Shoppers at the Madureira Market in Rio de Janeiro, Brazil
Shoppers at the Madureira Market in Rio de Janeiro, Brazil © Maria Magdalena Arrellaga/Bloomberg

Tight labour markets and loose fiscal policies will prolong inflation in some developing countries, warn analysts, with underlying price pressures remaining stubbornly entrenched even as food and energy prices fall from last year’s highs.

After a round of tightening to tackle soaring inflation fuelled by the lifting of Covid-19 restrictions and Russia’s full-scale invasion of Ukraine, politicians and some central bank policymakers are keen to cut interest rates quickly to boost weak growth. But analysts warn that cutting too soon will backfire on developing economies.

“In monetary policy, [showing] resolve up front saves you more pain later,” said David Hauner, head of emerging market cross-asset strategy at Bank of America Global Research. “If you let go too early, you have to go back and inflict more pain [by raising rates again].”

Analysts say inflation is being entrenched by structural issues, such as a longstanding shortage of labour in central Europe and the use of indexation in Latin America, in which contracts such as rental agreements are automatically adjusted in line with higher prices. Wage inflation is high in both regions.

The fall in energy prices has helped to bring headline inflation down. In Brazil, the headline rate fall from 12 per cent last year to just over 4 per cent last month, inside the central bank’s target range. 

But underlying core inflation, which strips out volatile items such as energy and food, has fallen more slowly as last year’s global surge in commodity prices feeds through into services and wages. Core inflation in Brazil is running at more than 7 per cent. Wages rose 13 per cent in the year to March, according to the most recent data.

As price rises become widespread, people expect inflation to stay high, exacerbating the challenges for policymakers.

“Central banks are not fooled by headline rates moving down but are looking at high prints for core and services,” said Alberto Ramos, Latin American economist at Goldman Sachs. “They give a better idea of how strong and intense the pressures are.”

Despite such pressures, some policymakers in Latin America and central Europe — many of whom were among the first to raise rates — are eager to kick-start growth. Hungary’s central bank reduced its main policy rate by 1 percentage point last week to 17 per cent, despite headline inflation running at 24 per cent in April. Core inflation was higher, at almost 25 per cent. Wages rose about 17 per cent in the year to March.

Thierry Larose, senior portfolio manager at Vontobel, speaking before the cut, said the central bank’s dovish stance was “very concerning”.

“It is way, way too early for the central bank to think of loosening.”

Larose highlighted Hungary for pursuing “high-pressure” fiscal policies, such as household energy price caps, aimed at “boosting growth at any cost for populist reasons”.

In contrast with Hungary, policymakers in Poland have stressed that interest rates will have to remain high until inflation is under control. Poland’s main index of core inflation shows it to be lower than the headline rate, although an alternative index that strips out other volatile items shows it more than a point higher, at 15.3 per cent in April.

Emerging market policymakers were the first to raise rates as the lifting of Covid lockdowns boosted demand and inflationary pressures. Brazil’s central bank began increasing in March 2021, a full year before the first rise from the US Federal Reserve. Despite political pressure to cut, it has retained the rate of 13.75 per cent hit last August.
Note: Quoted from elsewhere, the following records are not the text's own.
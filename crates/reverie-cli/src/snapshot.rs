//! Index snapshot persistence – `~/.reverie/index.json`.
//!
//! The index lives in memory while the CLI runs; it is loaded at start-up and
//! written back on exit so memories and their lifecycle survive restarts.
//! A file that fails to load is moved aside with [`quarantine`] before the
//! exit-time save can overwrite it.

use reverie_types::Memory;
use std::fs;
use std::path::{Path, PathBuf};

use crate::config::write_private;

/// Load a snapshot.  Returns `None` if the file does not exist.
pub fn load_from(path: &Path) -> Result<Option<Vec<Memory>>, String> {
    if !path.exists() {
        return Ok(None);
    }
    let raw = fs::read_to_string(path)
        .map_err(|e| format!("Failed to read snapshot at {}: {}", path.display(), e))?;
    let memories = serde_json::from_str(&raw)
        .map_err(|e| format!("Failed to parse snapshot: {}", e))?;
    Ok(Some(memories))
}

/// Write a snapshot with owner-only permissions.
pub fn save_to(memories: &[Memory], path: &Path) -> Result<(), String> {
    let raw = serde_json::to_vec_pretty(memories)
        .map_err(|e| format!("Failed to serialize snapshot: {}", e))?;
    write_private(path, &raw)
}

/// Rename an unreadable snapshot to `<name>.corrupt`, replacing any earlier
/// quarantined copy.  Returns the new path.
pub fn quarantine(path: &Path) -> Result<PathBuf, String> {
    let mut name = path
        .file_name()
        .ok_or_else(|| format!("Snapshot path {} has no file name", path.display()))?
        .to_os_string();
    name.push(".corrupt");
    let target = path.with_file_name(name);
    fs::rename(path, &target).map_err(|e| {
        format!(
            "Failed to move {} to {}: {}",
            path.display(),
            target.display(),
            e
        )
    })?;
    Ok(target)
}

#[cfg(test)]
mod tests {
    use super::*;
    use reverie_types::{DatumId, Lifecycle};

    #[test]
    fn missing_snapshot_is_none() {
        let dir = tempfile::tempdir().expect("tmp dir");
        assert!(load_from(&dir.path().join("index.json")).unwrap().is_none());
    }

    #[test]
    fn snapshot_survives_disk() {
        let dir = tempfile::tempdir().expect("tmp dir");
        let path = dir.path().join(".reverie").join("index.json");
        let memories = vec![
            Memory::create(DatumId::from("a"), vec![0.6, 0.8]).with_lifecycle(Lifecycle::Dormant),
            Memory::create(DatumId::from("b"), vec![1.0, 0.0]).with_relevance(0.25),
        ];
        save_to(&memories, &path).unwrap();
        assert_eq!(load_from(&path).unwrap(), Some(memories));
    }

    #[test]
    fn corrupt_snapshot_is_an_error() {
        let dir = tempfile::tempdir().expect("tmp dir");
        let path = dir.path().join("index.json");
        std::fs::write(&path, "not json").unwrap();
        assert!(load_from(&path).unwrap_err().contains("parse"));
    }

    #[test]
    fn quarantine_moves_corrupt_snapshot_aside() {
        let dir = tempfile::tempdir().expect("tmp dir");
        let path = dir.path().join("index.json");
        std::fs::write(&path, "{ truncated").unwrap();
        assert!(load_from(&path).is_err());

        let moved = quarantine(&path).unwrap();
        assert_eq!(moved, dir.path().join("index.json.corrupt"));
        assert_eq!(std::fs::read_to_string(&moved).unwrap(), "{ truncated");
        assert!(load_from(&path).unwrap().is_none());

        // The exit-time save now lands next to the quarantined file.
        save_to(&[], &path).unwrap();
        assert_eq!(std::fs::read_to_string(&moved).unwrap(), "{ truncated");
    }

    #[test]
    fn quarantine_of_missing_file_is_an_error() {
        let dir = tempfile::tempdir().expect("tmp dir");
        assert!(quarantine(&dir.path().join("index.json")).is_err());
    }
}
impl Memory {
    /// A fresh, fully-resolved, fully-relevant ACTIVE memory.
    pub fn create(datum_id: DatumId, embedding: Vec<f32>) -> Self {
        let now = Utc::now();
        Self {
            datum_id,
            embedding,
            resolution: 1.0,
            lifecycle: Lifecycle::Active,
            relevance: 1.0,
            created_at: now,
            last_accessed: now,
            access_count: 0,
            metadata: Metadata::new(),
        }
    }

    // ── construction-time overrides ──────────────────────────────────────────

    /// Starting resolution, clamped to `[0, 1]`.
    pub fn with_resolution(mut self, resolution: f32) -> Self {
        self.resolution = clamp_unit(resolution);
        self
    }

    /// Starting relevance, clamped to `[0, 1]`.
    pub fn with_relevance(mut self, relevance: f32) -> Self {
        self.relevance = clamp_unit(relevance);
        self
    }

    /// Override the starting state.  A cherished memory is never placed in
    /// COMPOSTING; it lands in DORMANT instead.
    pub fn with_lifecycle(mut self, lifecycle: Lifecycle) -> Self {
        self.lifecycle = lifecycle;
        self.protect();
        self
    }

    /// Replace the metadata.  `cherished=true` lifts a COMPOSTING memory to
    /// DORMANT.
    pub fn with_metadata(mut self, metadata: Metadata) -> Self {
        self.metadata = metadata;
        self.protect();
        self
    }

    /// Seed the access counter, e.g. when rebuilding from another source.
    pub fn with_access_count(mut self, access_count: u64) -> Self {
        self.access_count = access_count;
        self
    }

    // ── accessors ────────────────────────────────────────────────────────────

    /// Id of the datum in the content store.
    pub fn datum_id(&self) -> &DatumId {
        &self.datum_id
    }

    /// Embedding vector, as produced by the embedder.
    pub fn embedding(&self) -> &[f32] {
        &self.embedding
    }

    /// Fidelity in `[0, 1]`.  Only ever falls.
    pub fn resolution(&self) -> f32 {
        self.resolution
    }

    /// Current lifecycle state.
    pub fn lifecycle(&self) -> Lifecycle {
        self.lifecycle
    }

    /// Importance in `[0, 1]`; decays each cycle unless cherished.
    pub fn relevance(&self) -> f32 {
        self.relevance
    }

    /// When the memory was first created.
    pub fn created_at(&self) -> DateTime<Utc> {
        self.created_at
    }

    /// Last recall or reinforcement.
    pub fn last_accessed(&self) -> DateTime<Utc> {
        self.last_accessed
    }

    /// Number of recalls and reinforcements.
    pub fn access_count(&self) -> u64 {
        self.access_count
    }

    /// Free-form string metadata.
    pub fn metadata(&self) -> &Metadata {
        &self.metadata
    }

    /// `true` if `metadata["cherished"] == "true"`.
    pub fn is_cherished(&self) -> bool {
        self.metadata.get(CHERISHED_KEY).map(String::as_str) == Some("true")
    }

    /// `true` if the memory is ACTIVE and has not been touched for `timeout`.
    pub fn is_idle(&self, now: DateTime<Utc>, timeout: Duration) -> bool {
        self.lifecycle == Lifecycle::Active && now - self.last_accessed >= timeout
    }

    // ── transitions ──────────────────────────────────────────────────────────

    /// Apply `trigger` through the lifecycle table.
    ///
    /// Returns `None` when the table has no row for the current state, when
    /// the target is COMPOSTING and the memory is cherished, or on
    /// [`Trigger::Cherish`] for a memory that is not cherished.
    #[must_use]
    pub fn transition(&self, trigger: Trigger) -> Option<Memory> {
        let next = self.lifecycle.next(trigger)?;
        let cherished = self.is_cherished();
        if (next == Lifecycle::Composting && cherished)
            || (trigger == Trigger::Cherish && !cherished)
        {
            return None;
        }
        let mut m = self.clone();
        m.lifecycle = next;
        Some(m)
    }

    /// Record a recall hit: ACTIVE, one more access, `last_accessed = now`.
    ///
    /// States with no recall transition (COMPOSTING) keep their state but
    /// still record the access.
    #[must_use]
    pub fn activate(&self) -> Memory {
        let mut m = self.transition(Trigger::Recall).unwrap_or_else(|| self.clone());
        m.touch();
        m
    }

    /// ACTIVE to DORMANT; unchanged from any other state.
    #[must_use]
    pub fn deactivate(&self) -> Memory {
        self.transition(Trigger::Deactivate)
            .unwrap_or_else(|| self.clone())
    }

    /// DORMANT to DREAMING; unchanged from any other state.
    #[must_use]
    pub fn dream(&self) -> Memory {
        self.transition(Trigger::EnterDream)
            .unwrap_or_else(|| self.clone())
    }

    /// DREAMING to DORMANT; unchanged from any other state.
    #[must_use]
    pub fn wake(&self) -> Memory {
        self.transition(Trigger::Wake).unwrap_or_else(|| self.clone())
    }

    /// Move to COMPOSTING from any state.  `None` if cherished.
    #[must_use]
    pub fn compost(&self) -> Option<Memory> {
        if self.is_cherished() {
            return None;
        }
        let mut m = self.clone();
        m.lifecycle = Lifecycle::Composting;
        Some(m)
    }

    /// Multiply resolution by `factor` (clamped to `[0, 1]`).  Irreversible.
    #[must_use]
    pub fn degrade(&self, factor: f32) -> Memory {
        let mut m = self.clone();
        m.resolution = clamp_unit(self.resolution * clamp_unit(factor));
        m
    }

    /// Like [`degrade`][Self::degrade] but never takes resolution below
    /// `floor`.  A memory already below `floor` is left where it is.
    #[must_use]
    pub fn degrade_to_floor(&self, factor: f32, floor: f32) -> Memory {
        let mut m = self.clone();
        let decayed = self.resolution * clamp_unit(factor);
        m.resolution = decayed.max(clamp_unit(floor)).min(self.resolution);
        m
    }

    /// Raise relevance by `boost` (capped at 1.0) and record an access.
    #[must_use]
    pub fn reinforce(&self, boost: f32) -> Memory {
        let mut m = self.clone();
        m.relevance = clamp_unit(self.relevance + boost.max(0.0));
        m.touch();
        m
    }

    /// Raise relevance by `amount` (capped at 1.0) without recording an access.
    #[must_use]
    pub fn boost(&self, amount: f32) -> Memory {
        let mut m = self.clone();
        m.relevance = clamp_unit(self.relevance + amount.max(0.0));
        m
    }

    /// Multiply relevance by `factor`.  Cherished memories do not decay.
    #[must_use]
    pub fn decay(&self, factor: f32) -> Memory {
        let mut m = self.clone();
        if !self.is_cherished() {
            m.relevance = clamp_unit(self.relevance * clamp_unit(factor));
        }
        m
    }

    /// Permanently protect this memory: relevance 1.0, `cherished=true`.
    #[must_use]
    pub fn cherish(&self) -> Memory {
        let mut m = self.clone();
        m.relevance = 1.0;
        m.metadata.insert(CHERISHED_KEY.to_string(), "true".to_string());
        m.protect();
        m
    }

    /// Overlay `updates` onto the metadata.  Setting `cherished=true` this way
    /// has the full effect of [`cherish`][Self::cherish].
    #[must_use]
    pub fn with_metadata_merged(&self, updates: &Metadata) -> Memory {
        let mut m = self.clone();
        for (k, v) in updates {
            m.metadata.insert(k.clone(), v.clone());
        }
        if m.is_cherished() && !self.is_cherished() {
            return m.cherish();
        }
        m.protect();
        m
    }

    // ── similarity ───────────────────────────────────────────────────────────

    /// Cosine similarity against `vector`; `0.0` on dimension mismatch.
    pub fn similarity(&self, vector: &[f32]) -> f32 {
        cosine_similarity(&self.embedding, vector)
    }

    /// Cosine similarity between two memories' embeddings.
    pub fn similarity_to(&self, other: &Memory) -> f32 {
        self.similarity(&other.embedding)
    }

    // ── internals ────────────────────────────────────────────────────────────

    fn touch(&mut self) {
        self.access_count = self.access_count.saturating_add(1);
        self.last_accessed = Utc::now();
    }

    /// Cherished and COMPOSTING are mutually exclusive.
    fn protect(&mut self) {
        if self.is_cherished()
            && let Some(next) = self.lifecycle.next(Trigger::Cherish)
        {
            self.lifecycle = next;
        }
    }
}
William Jackson, chief emerging markets economist at Capital Economics, said persistent high wage growth in central Europe and Latin America is “one of the great unknowns” for policymakers. While he expected more central banks to begin cutting this year, he said policy will be loosened “more gradually” than anticipated.

Over next 12 months, Hauner predicted interest rates to be reduced by less than market prices indicate in Hungary, the Czech Republic, Peru, Mexico, Colombia and Chile. In Brazil, he saw room for a bit more loosening than the roughly 2.5 percentage points of cuts that have been priced in.

He said rates would have to stay high “for a couple of years at least, to bring inflation back to where it should be”.

Many countries, he warned, will have to get used to rates at levels last seen before the 2008-09 financial crisis.

“We are not going back to the pre-Covid paradigm [of very low interest rates] any time soon.”